HOUSTON, Texas (KTRK) -- It's not exactly the Rebel Alliance attempting to raid the Death Star, but the city of Houston wants to challenge the state of Texas over a law that critics unofficially named after the Star Wars planet destroyer.
House Bill 2127, which detractors unflatteringly called the "Death Star" Bill, bars cities and counties from passing regulations and overturns existing ones that go further than state law. The language of the bill, which Gov.

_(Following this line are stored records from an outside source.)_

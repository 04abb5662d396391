mod phemex;
mod usdm;

pub use phemex::PhemexClient;
pub use usdm::UsdmClient;
use std::fmt;

use serde_json::Value;

/// Result type for phemex-rs operations
pub type Result<T> = std::result::Result<T, Error>;

/// Error types for phemex-rs
#[derive(Debug)]
pub enum Error {
    /// HTTP request failed
    Http(reqwest::Error),

    /// JSON serialization/deserialization failed
    Json(serde_json::Error),

    /// Non-success HTTP status returned by the exchange
    Status { status: u16, body: String },

    /// Exchange reported a business error in the response envelope
    Api(ApiError),

    /// Text that is not a valid decimal literal
    InvalidNumber { value: String, message: String },

    /// Bundled product catalog is malformed
    CatalogLoad(serde_json::Error),

    /// A scaled field could not resolve its instrument's scale factor
    ScaleResolution {
        field: &'static str,
        value: String,
        symbol: Option<String>,
        dimension: &'static str,
        available: Vec<String>,
    },

    /// Request-level validation failed
    Validation(String),

    /// Expected field missing from a response envelope
    MissingField(String),
}

impl fmt::Display for Error {
    fn fmt(&self, f: &mut fmt::Formatter<'_>) -> fmt::Result {
        match self {
            Error::Http(e) => write!(f, "HTTP error: {}", e),
            Error::Json(e) => write!(f, "JSON error: {}", e),
            Error::Status { status, body } => {
                write!(f, "API request failed (status {}): {}", status, body)
            }
            Error::Api(e) => write!(f, "{}", e),
            Error::InvalidNumber { value, message } => {
                write!(f, "invalid decimal literal {:?}: {}", value, message)
            }
            Error::CatalogLoad(e) => write!(f, "product catalog failed to load: {}", e),
            Error::ScaleResolution {
                field,
                value,
                symbol,
                dimension,
                available,
            } => write!(
                f,
                "cannot scale field {:?} (value {}, dimension {}) without a valid symbol \
                 (symbol: {}, known symbols: [{}])",
                field,
                value,
                dimension,
                symbol.as_deref().unwrap_or("<none>"),
                available.join(", "),
            ),
            Error::Validation(msg) => write!(f, "validation error: {}", msg),
            Error::MissingField(field) => write!(f, "missing response field: {}", field),
        }
    }
}

impl std::error::Error for Error {
    fn source(&self) -> Option<&(dyn std::error::Error + 'static)> {
        match self {
            Error::Http(e) => Some(e),
            Error::Json(e) => Some(e),
            Error::CatalogLoad(e) => Some(e),
            _ => None,
        }
    }
}

impl From<reqwest::Error> for Error {
    fn from(err: reqwest::Error) -> Self {
        Error::Http(err)
    }
}

impl From<serde_json::Error> for Error {
    fn from(err: serde_json::Error) -> Self {
        Error::Json(err)
    }
}

/// Business error reported by the exchange inside an otherwise successful
/// HTTP response (`code != 0` in the envelope).
#[derive(Debug, Clone)]
pub struct ApiError {
    /// Phemex business error code
    pub code: i64,
    /// Message text from the envelope, often a `TE_*` constant
    pub msg: String,
    /// Classified error kind for matching without memorizing codes
    pub kind: ApiErrorKind,
    /// The `data` payload of the envelope, if any
    pub data: Option<Value>,
}

impl ApiError {
    /// Inspect a parsed response envelope and return the business error it
    /// carries, if any. An envelope without a `code` key (e.g. the market
    /// data `result` envelopes) is treated as success.
    pub fn from_envelope(value: &Value) -> Option<Self> {
        let obj = value.as_object()?;
        let code = obj.get("code")?.as_i64()?;
        if code == 0 {
            return None;
        }
        Some(ApiError {
            code,
            msg: obj
                .get("msg")
                .and_then(Value::as_str)
                .unwrap_or_default()
                .to_string(),
            kind: ApiErrorKind::classify(code),
            data: obj.get("data").filter(|d| !d.is_null()).cloned(),
        })
    }
}

impl fmt::Display for ApiError {
    fn fmt(&self, f: &mut fmt::Formatter<'_>) -> fmt::Result {
        write!(
            f,
            "exchange error {:?} (code {}): {}",
            self.kind, self.code, self.msg
        )
    }
}

/// Classification of the Phemex business error codes the library knows
/// about. Everything else maps to [`ApiErrorKind::Other`].
#[derive(Debug, Clone, Copy, PartialEq, Eq)]
pub enum ApiErrorKind {
    /// 10001 - request rate limit exceeded
    RateLimitExceeded,
    /// 11004 - insufficient available balance for the order margin
    InsufficientMargin,
    /// 30018 - order price outside the allowed band
    InvalidPrice,
    /// 35004 - order id does not exist on the matching engine
    OrderNotFound,
    /// 35014 - client order id already used
    DuplicateOrder,
    /// 39996 - operation conflicts with the current position mode
    PositionModeConflict,
    /// Any code without a dedicated classification
    Other,
}

impl ApiErrorKind {
    /// Map a Phemex business error code to its classification.
    pub fn classify(code: i64) -> Self {
        match code {
            10001 => ApiErrorKind::RateLimitExceeded,
            11004 => ApiErrorKind::InsufficientMargin,
            30018 => ApiErrorKind::InvalidPrice,
            35004 => ApiErrorKind::OrderNotFound,
            35014 => ApiErrorKind::DuplicateOrder,
            39996 => ApiErrorKind::PositionModeConflict,
            _ => ApiErrorKind::Other,
        }
    }
}
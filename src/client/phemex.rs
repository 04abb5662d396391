use serde_json::Value;

use crate::config::{Credentials, Endpoint};
use crate::error::{Error, Result};
use crate::http::{HttpClient, RateLimitInfo};
use crate::products::ProductCatalog;
use crate::request::{Extractor, Request};

use super::usdm::UsdmClient;

/// Async client for the Phemex REST API (<https://phemex-docs.github.io/>).
///
/// Holds the signed HTTP transport and the product catalog handle that
/// drives scaled-field conversion. API-family clients borrow it:
///
/// ```ignore
/// let client = PhemexClient::new(Endpoint::Testnet, Credentials::new(key, secret));
/// let ticker = client.usdm().ticker("BTCUSDT").await?;
/// ```
pub struct PhemexClient {
    http: HttpClient,
    catalog: &'static ProductCatalog,
}

impl PhemexClient {
    /// Create a client using the bundled product catalog.
    pub fn new(endpoint: Endpoint, credentials: Credentials) -> Self {
        Self::with_catalog(endpoint, credentials, ProductCatalog::global())
    }

    /// Create a client with an explicit catalog handle. Useful when the
    /// caller maintains its own snapshot of the product metadata.
    pub fn with_catalog(
        endpoint: Endpoint,
        credentials: Credentials,
        catalog: &'static ProductCatalog,
    ) -> Self {
        Self {
            http: HttpClient::new(endpoint, credentials),
            catalog,
        }
    }

    /// Client for the USD-M perpetual API family.
    pub fn usdm(&self) -> UsdmClient<'_> {
        UsdmClient::new(self)
    }

    /// Rate-limit state reported by the most recent response.
    pub fn rate_limit(&self) -> RateLimitInfo {
        self.http.rate_limit()
    }

    pub(crate) fn catalog(&self) -> &ProductCatalog {
        self.catalog
    }

    /// Make an authenticated request and return the parsed envelope.
    pub(crate) async fn send(&self, req: &Request) -> Result<Value> {
        self.http.send(req).await
    }

    /// Fetch the current Phemex server time in milliseconds. For details,
    /// see <https://phemex-docs.github.io/#query-server-time-2>.
    pub async fn server_time(&self) -> Result<i64> {
        let resp = self.send(&Request::get("/public/time")).await?;
        Extractor::new(&resp)
            .data()
            .key("serverTime")
            .require("data.serverTime")?
            .as_i64()
            .ok_or_else(|| Error::MissingField("data.serverTime".to_string()))
    }
}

Greg Abbot signed in June, allows for the state to take on city ordinances in areas like labor, agriculture, natural resources, and finance.
On Monday, just fewer than two months from the Texas Regulatory Consistency Act taking effect on Sept. 1, the city of Houston, which stands to be among the hardest hit cities impacted, announced it is filing a lawsuit to have HB 2127 "declared unconstitutional, void, and unenforceable."
Reversing a century of state law
At the heart of HB 2127 is preemption, which, according to the city, is a "constitutional doctrine by which our judiciary carefully considers and determines in rare instances that state law displaces conflicting local law, finding there is no possibility that State and local law can coexist."
The Death Star Bill, also known as the "Super" Preemption Bill, redefines preemption by repealing Texas constitutional home rule, which gives cities like Houston "the power of self-government, permitting them to tailor their laws specifically to address local residents' and businesses' needs and desires."
"Not only is preemption given a new meaning, this legislation disregards the hierarchy of Texas laws where a statute such as HB 2127 cannot repeal a constitutional provision. Our laws require a constitutional amendment election to effect a repeal," the city wrote.
It's under HB 2127 that a mandatory water break law in Dallas and Austin, for example, can be repealed.
"HB 2127 reverses over 100 years of Texas constitutional law without amending the Constitution. Because Texas has long had the means to preempt local laws that conflict with State law, HB 2127 is unnecessary, dismantling the ability to govern at the level closest to the people and therefore punishing all Texas residents," Mayor Sylvester Turner said in a statement. "Houston will fight so its residents retain their constitutional rights and have immediate local recourse to government."
What supporters and other opponents claim
The bill's backers argue it's needed to combat what they call a growing patchwork of local regulations that make it difficult for business owners to operate and harm the state's economy. Texas' economic growth and jobs are overwhelmingly concentrated in the state's urban areas.
"We want those small-business owners creating new jobs and providing for their families, not trying to navigate a byzantine array of local regulations that twist and turn every time they [cross city limits]," state Rep. Dustin Burrows, the Lubbock Republican carrying the bill in the House, said in May.
Other than the city of Houston, Democrats, local leaders, advocates for low-income workers, and environmental oppose what they're calling a "radical attack on our democracy and on the voices of local voters across our state."
"Texas is unique and our communities are diverse," Rep. Chris Turner, D-Grand Prairie, said. "A cookie-cutter, one-size-fits-all approach simply does not work for our vast and complex state."
Late Monday afternoon, Burrows weighed in on the legal challenges against his bill, blasting the involvement of Local Solutions Support Center - a California organization that bills itself as a national hub to counter state laws that undermine local governments' ability to self-govern - in the lawsuit.
"I am not surprised that leftist cities are working with activists from California to try and slow down the implementation [HB 2127]," Burrows tweeted. "I have confidence this bill will become law, and help ensure Texas' economy thrives for future generations."
The Texas Tribune contributed to this report.